Mrs Dalloway, Virginia Woolf, Harcourt Inc, 1925, 190 pp


Mrs Dalloway is not a person I would care to know or hang out with, so despite my readiness to be impressed by Virginia Woolf's fiction, I found this book a long and sleepy go. The story covers one day in the life of Mrs Dalloway. She is giving a party in the evening in her home in London, a society affair, so we follow her through the day as she gets ready and through the party itself. A few other characters are also living through that day in London, though not all interact with Clarissa Dalloway.

One of these characters is Peter Walsh, a former flame whom Clarissa almost married 30 years earlier. You get back stories on all these characters which makes the one day a device for telling several stories at once and for taking up topics such as love, marriage, careers, society, politics and the Great War.

I was reminded most of Jane Austen in the style of writing and the subject matter, though the story is in the 20th century. According to the introduction to the edition I read (Harcourt Annotated, 2005), Woolf was part of a whole group of writers including T S Eliot, D H Lawrence, Katherine Mansfield and James Joyce, who were each attempting to modernize poetry and the novel. Due to Sigmund Freud also publishing at that time, psychology was a big subject, though Woolf, who had mental issues herself, did not care for or respect her male doctors' application of psychology to her. This aversion comes through in Mrs Dalloway.
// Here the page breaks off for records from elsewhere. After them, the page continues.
impl PipelineError {
    pub fn validation(stage: &'static str, message: impl Into<String>) -> Self {
        Self {
            stage,
            message: message.into(),
            kind: PipelineErrorKind::Validation,
        }
    }

    /// Classifies a backend failure and phrases it for the caller.
    pub fn backend(stage: &'static str, raw: &str) -> Self {
        let kind = classify_failure(raw);
        let label = stage_label(stage);
        let message = if stage == stages::ANALYZE_STYLE {
            format!("{label} failed: {raw}")
        } else {
            match kind {
                PipelineErrorKind::Timeout => format!("{label} took too long. Please try again."),
                PipelineErrorKind::RateLimited => {
                    "Too many requests. Please wait a moment and try again.".to_string()
                }
                PipelineErrorKind::AuthFailed => {
                    format!("{label} authentication failed. Please check your API key.")
                }
                PipelineErrorKind::QuotaExceeded => {
                    "API quota exceeded. Please check your billing.".to_string()
                }
                _ => format!("{label} failed: {raw}"),
            }
        };
        Self {
            stage,
            message,
            kind,
        }
    }

    pub fn from_llm(stage: &'static str, err: LlmError) -> Self {
        Self::backend(stage, &err.to_string())
    }

    pub fn from_generation(stage: &'static str, err: BackendError) -> Self {
        Self::backend(stage, &err.to_string())
    }

    pub fn from_normalize(stage: &'static str, err: NormalizeError) -> Self {
        let kind = match &err {
            NormalizeError::EmptyResponse => PipelineErrorKind::EmptyModelResponse,
            NormalizeError::UnrecognizedShape(_) => PipelineErrorKind::UnrecognizedResponseShape,
            NormalizeError::InvalidUrl(_) => PipelineErrorKind::InvalidGeneratedUrl,
            NormalizeError::Storage(_) => PipelineErrorKind::Storage,
            NormalizeError::Stream(detail) => return Self::backend(stage, detail),
        };
        let message = match kind {
            PipelineErrorKind::Storage => format!("Failed to store generated image: {err}"),
            _ => format!("{} failed: {err}", stage_label(stage)),
        };
        Self {
            stage,
            message,
            kind,
        }
    }

    pub fn stage(&self) -> &'static str {
        self.stage
    }

    pub fn kind(&self) -> PipelineErrorKind {
        self.kind
    }

    pub fn detail(&self) -> &str {
        &self.message
    }
}

#[derive(Debug)]
pub struct StageOutcome<T> {
    pub value: T,
    pub output: Value,
}

impl<T> StageOutcome<T> {
    fn new(value: T, output: Value) -> Self {
        Self { value, output }
    }
}

/// Trimmed, non-empty optional input.
fn present(value: Option<&str>) -> Option<&str> {
    value.map(str::trim).filter(|value| !value.is_empty())
}

#[derive(Debug, Error)]
pub enum ClassifyError {
    #[error(transparent)]
    Llm(#[from] LlmError),
    #[error("invalid reference image URL: {0}")]
    InvalidReference(String),
    #[error("answer carried no garment or location label: {0}")]
    Unlabeled(String),
}
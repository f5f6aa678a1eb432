use super::PlacementHint;

pub const STYLE_FROM_IMAGE_SYSTEM: &str = "You are an expert in professional product photography. Analyze the reference image and focus ONLY on lighting techniques and background style that create clean, professional results. COMPLETELY IGNORE the garment positioning (flat-lay, hanging, worn, etc.), color, type, or specific details. Only describe lighting setup and background techniques that would create a clean, wrinkle-free, professional presentation. Provide a concise description (under 150 words) focusing on lighting and background only.";

pub const STYLE_FROM_IMAGE_USER: &str = "Describe ONLY the lighting techniques and background style in this image. DO NOT mention how the garment is positioned (flat-lay, hanging, etc.), garment color, type, or any specific garment details. Focus only on lighting setup and background techniques that create professional, clean results.";

pub const STYLE_FROM_TEXT_SYSTEM: &str = "You are an expert in product photography. Convert the user's style description into specific professional photography specifications (under 200 words) including lighting setup, background choice, and presentation style suitable for e-commerce.";

pub const CLASSIFY_SYSTEM: &str = "You are analyzing a garment reference image. Identify the garment type and where the design/logo is located. Give brief answers.";

pub const CLASSIFY_USER: &str = "1. What type of garment is this? (t-shirt, hoodie, sweatshirt, tank top, etc.)\n2. Where is the design/logo positioned? (front chest, back center, left chest, etc.)\n\nAnswer in format: 'Garment: [type] | Location: [position]'";

pub fn style_from_text(style_input: &str) -> String {
    format!(
        "Convert this style description into professional product photography specifications: \"{}\"",
        style_input.trim()
    )
}

/// The first input image is the subject; a second one, when sent, is the style reference.
pub fn blank_product(style: &str, product_description: Option<&str>, has_reference: bool) -> String {
    let mut prompt = String::from("Create a studio quality photo of the [first image].");
    if let Some(description) = product_description.map(str::trim).filter(|d| !d.is_empty()) {
        prompt.push_str(&format!(" The attached photo is {description}."));
    }
    if has_reference {
        prompt.push_str(" Create the final photo in the style of [reference image].");
    }
    prompt.push_str(&format!(" Photography style: {}.", style.trim().trim_end_matches('.')));
    prompt.push_str(" Remove design.");
    prompt
}

/// The first input image is the garment, the second the logo.
pub fn composite_logo(hint: &PlacementHint) -> String {
    let garment = &hint.garment_type;
    let location = &hint.placement_location;
    format!(
        "Add the logo from the second image onto the {location} of the {garment} from the first image. \
The {garment} must remain EXACTLY the same - same shape, same fabric texture, same lighting, same positioning, same structure. \
Only add the logo as a printed design on the fabric surface. \
Do not change the {garment}'s structure, fit, sleeves, or any other part. \
Simply place the logo design on the fabric."
    )
}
In any case, I have now read the book; I will read the rest of her fiction one day. I consider it part of my literary education. Since My Big Fat Reading Project begins in 1940, I have missed almost half of the 20th century, so I will have to fill that in eventually. Next in this particular study is to read The Hours by Michael Cunningham and then see the movie.

Here is a quote from Woolf's essay "How Should One Read a Book?: "The only advice, indeed, that one person can give another about reading is to take no advice, to follow your own instincts, to use your own reason, to come to your own conclusions."